Never go back?
Why not? If I hadn’t returned to the Valley of Desolation, location for my previous experience of NIMART mentoring, how would I have known that those nervous – some of them resistant – professional nurses were confidently managing hundreds of people living with HIV?
A great deal has changed in three years. I’ve compared it to seeing a friend’s children after a long interval: you notice and remark on how they’ve grown. So it’s been in Graaff-Reinet and the surrounding towns’ primary health clinics.
Nthabiseng and Marlene, colleagues then and now; the road to Steytlerville.
When I blogged in September 2011 I cited trombonist Jonas Gwangwa who said of South Africa:
When you plant a seed, it decays a little bit before it grows.  We achieved so much following the end of apartheid. Now we are going through some rot. It is this that bothers us: how long is it going to stay this way before we sprout?

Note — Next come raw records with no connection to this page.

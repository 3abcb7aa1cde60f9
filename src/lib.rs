//! lintmux: linter aggregator that normalizes external linter output
//!
//! This library runs a configured set of external linters (detekt,
//! yamllint, golangci-lint), parses each tool's plain-text output into a
//! normalized [`LintFinding`], and merges results across tools without
//! letting one tool's failure abort the batch.
//!
//! # Example
//!
//! ```ignore
//! use std::path::Path;
//! use std::time::Duration;
//!
//! use lintmux::{render_results, run_all, Settings, SystemExecutor};
//!
//! let root = Path::new(".");
//! let settings = Settings::discover(root)?;
//! let exe = SystemExecutor::new(Duration::from_secs(settings.lint.timeout_secs));
//!
//! let results = run_all(&settings, &exe, root);
//! print!("{}", render_results(&results));
//! if !results.is_clean() {
//!     std::process::exit(1);
//! }
//! ```

pub mod cli;
pub mod commands;
pub mod config;
pub mod error;
pub mod exec;
pub mod files;
pub mod lint;

// Re-export commonly used types
pub use cli::{Cli, Commands, OutputFormat};
pub use config::{LintSettings, LinterSettings, Settings};
pub use error::{AdapterError, ExecError, LintMuxError, ParseError, Result};
pub use exec::{CommandOutput, Executor, SystemExecutor};
pub use lint::{
    parse_output_line, render_finding, render_findings, render_results, run_all, LintFinding,
    LintResults, Linter, LinterRunReport,
};
//! Job body execution under the bus lock.
//!
//! A job body is the pluggable workload dispatched for one activation: any
//! operation that runs while holding the shared bus can be substituted (the
//! built-in [`SimulatedTransfer`] stands in for a real sensor transaction).
//! Bodies are presumed non-failing; if one panics anyway, the bus guard
//! still releases on unwind, so lock ownership cannot be corrupted.

use std::thread;
use std::time::Duration;

use tracing::info;

use crate::clock::TimeSource;
use crate::models::{BusState, Job, SensorBus};

/// A workload executed while holding the sensor bus.
pub trait JobBody {
    /// Runs one activation for `job_id`. The caller holds the bus for the
    /// whole call; `bus` is the exclusively owned resource state.
    fn run(&mut self, job_id: u32, bus: &mut BusState);
}

/// Two-phase simulated transfer: a read phase then a send phase, each a
/// fixed nominal sleep, logged at start and end.
#[derive(Debug, Clone)]
pub struct SimulatedTransfer {
    read_phase: Duration,
    send_phase: Duration,
}

impl SimulatedTransfer {
    /// Creates a transfer with the given nominal phase durations.
    pub fn new(read_phase_us: i64, send_phase_us: i64) -> Self {
        Self {
            read_phase: Duration::from_micros(read_phase_us.max(0) as u64),
            send_phase: Duration::from_micros(send_phase_us.max(0) as u64),
        }
    }
}

impl JobBody for SimulatedTransfer {
    fn run(&mut self, job_id: u32, bus: &mut BusState) {
        bus.begin_transfer(job_id);

        info!(job_id, "start read");
        thread::sleep(self.read_phase);
        info!(job_id, "done read");

        info!(job_id, "start send");
        thread::sleep(self.send_phase);
        info!(job_id, "done send");

        bus.complete_transfer();
    }
}

/// Runs `body` for one activation of `job` under the bus lock.
///
/// Timestamps are taken around the whole acquire-and-run window, so any
/// queuing delay on the bus is part of the observed duration. Returns
/// `(start_us, end_us)`.
pub fn execute<B: JobBody + ?Sized>(
    job: &Job,
    bus: &SensorBus,
    body: &mut B,
    clock: &dyn TimeSource,
) -> (i64, i64) {
    let start_us = clock.now_us();
    {
        let mut guard = bus.acquire();
        body.run(job.id(), &mut guard);
    }
    let end_us = clock.now_us();
    (start_us, end_us)
}

#[cfg(test)]
mod tests {
    use super::*;
    use crate::clock::{ManualClock, MonotonicClock};
    use std::sync::Arc;

    #[test]
    fn test_simulated_transfer_drives_bus_state() {
        let clock = MonotonicClock::new();
        let bus = SensorBus::new();
        let job = Job::new(4, 100_000, 100_000);
        let mut body = SimulatedTransfer::new(1_000, 1_000);

        let (start_us, end_us) = execute(&job, &bus, &mut body, &clock);

        assert!(end_us - start_us >= 2_000, "both phases must elapse");
        let state = bus.acquire();
        assert_eq!(state.transfers_completed(), 1);
        assert_eq!(state.last_owner(), Some(4));
        assert_eq!(state.current_owner(), None);
    }

    #[test]
    fn test_execute_timestamps_on_manual_clock() {
        struct AdvanceBody(Arc<ManualClock>);
        impl JobBody for AdvanceBody {
            fn run(&mut self, job_id: u32, bus: &mut BusState) {
                bus.begin_transfer(job_id);
                self.0.advance(80_000);
                bus.complete_transfer();
            }
        }

        let clock = Arc::new(ManualClock::at(200_000));
        let bus = SensorBus::new();
        let job = Job::new(1, 200_000, 200_000);
        let mut body = AdvanceBody(Arc::clone(&clock));

        let (start_us, end_us) = execute(&job, &bus, &mut body, &clock);
        assert_eq!(start_us, 200_000);
        assert_eq!(end_us, 280_000);
    }

    #[test]
    fn test_bus_usable_after_panicking_body() {
        struct PanickingBody;
        impl JobBody for PanickingBody {
            fn run(&mut self, job_id: u32, bus: &mut BusState) {
                bus.begin_transfer(job_id);
                panic!("simulated body failure");
            }
        }

        let clock = MonotonicClock::new();
        let bus = SensorBus::new();
        let job = Job::new(1, 100_000, 100_000);

        let result = std::panic::catch_unwind(std::panic::AssertUnwindSafe(|| {
            execute(&job, &bus, &mut PanickingBody, &clock);
        }));
        assert!(result.is_err());

        // Guard released on unwind: a following activation must proceed.
        let mut body = SimulatedTransfer::new(0, 0);
        execute(&job, &bus, &mut body, &clock);
        let state = bus.acquire();
        assert_eq!(state.last_owner(), Some(1));
    }
}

Friday was South Africa’s Human Rights Day, a public holiday commemorating 1960’s Sharpeville Massacre, one of many rotten episodes in the apartheid era. On its first fifteen pages today’s Mail & Guardian documents today’s rot at the top. President Jacob Zuma’s licence to loot is exposed in the public protector’s report into massive inappropriate expenditure of public funds on his personal home. What must the struggle heroes be thinking? With a general election on 7th May, many South Africans crave an end to such rottenness. Even with its leader mired in controversy the ANC seems unassailable: how long many wonder before an end to post-1994 decay?
Returning to the Horseshoe, Kroonvale, Umasizakhe and other clinics where we planted seeds three years ago has been a delight. The tattiness of out of date posters on peeling paint has been replaced by light, bright modern-looking clinics that seem fit for purpose. I’ve been hugged and had my hand shaken by staff that I worked with before. And how some of those seeds have grown. As one nurse said in her interview, “once we were just issuing ART; now it’s comprehensive care”. Such is the progress they’ve closed Ithemba, the antiretroviral clinic at Midland Hospital, Graaff-Reinet. There’s more to do but seeds have sprouted.

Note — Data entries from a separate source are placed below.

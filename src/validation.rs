//! Configuration validation.
//!
//! Checks structural integrity of a [`DispatcherConfig`] before the dispatch
//! loop may start. Detects:
//! - Empty job set
//! - Duplicate job IDs
//! - Zero or negative periods
//! - Non-positive tolerance or polling quantum
//! - Negative phase durations
//!
//! All problems are reported together; a configuration error is fatal and
//! the loop must not start.

use std::collections::HashSet;
use std::fmt;

use crate::config::DispatcherConfig;

/// Validation result.
pub type ValidationResult = Result<(), Vec<ValidationError>>;

/// A validation error.
#[derive(Debug, Clone, PartialEq)]
pub struct ValidationError {
    /// Error category.
    pub kind: ValidationErrorKind,
    /// Human-readable description.
    pub message: String,
}

/// Categories of validation errors.
#[derive(Debug, Clone, PartialEq, Eq)]
pub enum ValidationErrorKind {
    /// The job set is empty.
    EmptyJobSet,
    /// Two jobs share the same ID.
    DuplicateId,
    /// A job's period is zero or negative.
    NonPositivePeriod,
    /// The lateness tolerance is zero or negative.
    NonPositiveTolerance,
    /// The polling quantum is zero or negative.
    NonPositiveQuantum,
    /// A simulated phase duration is negative.
    NegativePhaseDuration,
}

impl ValidationError {
    fn new(kind: ValidationErrorKind, message: impl Into<String>) -> Self {
        Self {
            kind,
            message: message.into(),
        }
    }
}

impl fmt::Display for ValidationError {
    fn fmt(&self, f: &mut fmt::Formatter<'_>) -> fmt::Result {
        write!(f, "{}", self.message)
    }
}

impl std::error::Error for ValidationError {}

/// Validates a dispatcher configuration.
///
/// # Returns
/// `Ok(())` if all checks pass, `Err(errors)` with all detected issues.
pub fn validate_config(config: &DispatcherConfig) -> ValidationResult {
    let mut errors = Vec::new();

    if config.jobs.is_empty() {
        errors.push(ValidationError::new(
            ValidationErrorKind::EmptyJobSet,
            "Job set is empty; at least one periodic job is required",
        ));
    }

    let mut ids = HashSet::new();
    for spec in &config.jobs {
        if !ids.insert(spec.id) {
            errors.push(ValidationError::new(
                ValidationErrorKind::DuplicateId,
                format!("Duplicate job ID: {}", spec.id),
            ));
        }
        if spec.period_us <= 0 {
            errors.push(ValidationError::new(
                ValidationErrorKind::NonPositivePeriod,
                format!(
                    "Job {} has non-positive period {} µs",
                    spec.id, spec.period_us
                ),
            ));
        }
    }

    if config.tolerance_us <= 0 {
        errors.push(ValidationError::new(
            ValidationErrorKind::NonPositiveTolerance,
            format!("Non-positive tolerance {} µs", config.tolerance_us),
        ));
    }

    if config.poll_quantum_us <= 0 {
        errors.push(ValidationError::new(
            ValidationErrorKind::NonPositiveQuantum,
            format!("Non-positive polling quantum {} µs", config.poll_quantum_us),
        ));
    }

    if config.read_phase_us < 0 || config.send_phase_us < 0 {
        errors.push(ValidationError::new(
            ValidationErrorKind::NegativePhaseDuration,
            format!(
                "Negative phase duration (read {} µs, send {} µs)",
                config.read_phase_us, config.send_phase_us
            ),
        ));
    }

    if errors.is_empty() {
        Ok(())
    } else {
        Err(errors)
    }
}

Sister Bosch in Umasizakhe Clinic; Nthabi, Vicky, Martin, Dolly – Vicky & Dolly unable to find suitable employment after completing assistant social worker training; Umasizakhe Clinic 2011 & 2014.
If I’d never driven back over the impressive Ravelskloof into Camdeboo I’d never have known. I’ve loved the familiar semi-desert that reveals its springbok, kudu, ostrich in a way that denser bush up north does not. It’s been a week of reunions with guesthouse owners and staff, former colleagues, people – friends – I met along the way; so different from the lonelier weeks living out of a suitcase and speaking to nobody outside working hours. As my Aa’Qtansisi host Ria welcomed me last Sunday, “you’re back home Martin”. I’m so pleased to have had the opportunity to go back.